• [WORK TO COMPLETE]:
From the entries that follow, work out how many lines contain "move". Write the number only.

• [EXTRACTED DATA]:
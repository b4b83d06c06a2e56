//! Sentiment-segmented performance reporting.
//!
//! [`Pipeline`] loads and caches the analysis table, applies a
//! [`FilterSpec`](sentiment_desk_data::FilterSpec), and assembles a
//! [`DashboardReport`] of KPIs, per-date and per-sentiment breakdowns, the
//! classifier evaluation and the static recommendations. Each breakdown is a
//! [`Section`] that degrades to `Unavailable` on its own.

pub mod formatter;
pub mod grouping;
pub mod metrics;
pub mod pipeline;
pub mod recommendations;
pub mod report;
pub mod section;

pub use formatter::ReportFormatter;
pub use grouping::{DailyPnl, SentimentPerformance, SideRatio, TradeFrequency};
pub use metrics::Kpis;
pub use pipeline::Pipeline;
pub use recommendations::{RegimeGuidance, Recommendations, RECOMMENDATIONS};
pub use report::{classifier_section, DashboardReport};
pub use section::Section;
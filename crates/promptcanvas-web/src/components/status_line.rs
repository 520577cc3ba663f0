use leptos::prelude::*;
use promptcanvas_types::GenerationStatus;

use crate::state::PageStateHandle;

#[component]
pub fn GenerationStatusLine(state: PageStateHandle) -> impl IntoView {
    let dismiss = move || {
        view! {
            <button
                class="dismiss"
                type="button"
                aria-label="Dismiss"
                on:click=move |_| state.acknowledge()
            >
                "×"
            </button>
        }
    };

    view! {
        {move || match state.status() {
            GenerationStatus::Idle | GenerationStatus::Cancelled => ().into_any(),
            GenerationStatus::Submitting { .. } => view! {
                <p class="generation-status pending" role="status">
                    <span class="spinner-sm"></span>
                    "Generating…"
                </p>
            }.into_any(),
            GenerationStatus::Succeeded { artifact } => {
                let body = match artifact.url {
                    Some(url) => view! {
                        <a href=url target="_blank" rel="noopener noreferrer">
                            "Open generated image"
                        </a>
                    }.into_any(),
                    None => format!("Image {} generated", artifact.id).into_any(),
                };
                view! {
                    <p class="generation-status done" role="status">{body} {dismiss()}</p>
                }.into_any()
            }
            GenerationStatus::Failed { error } => view! {
                <p class="generation-status error" role="alert">{error.message} {dismiss()}</p>
            }.into_any(),
        }}
    }
}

• [ANSWER TO THIS PROBLEM]:
3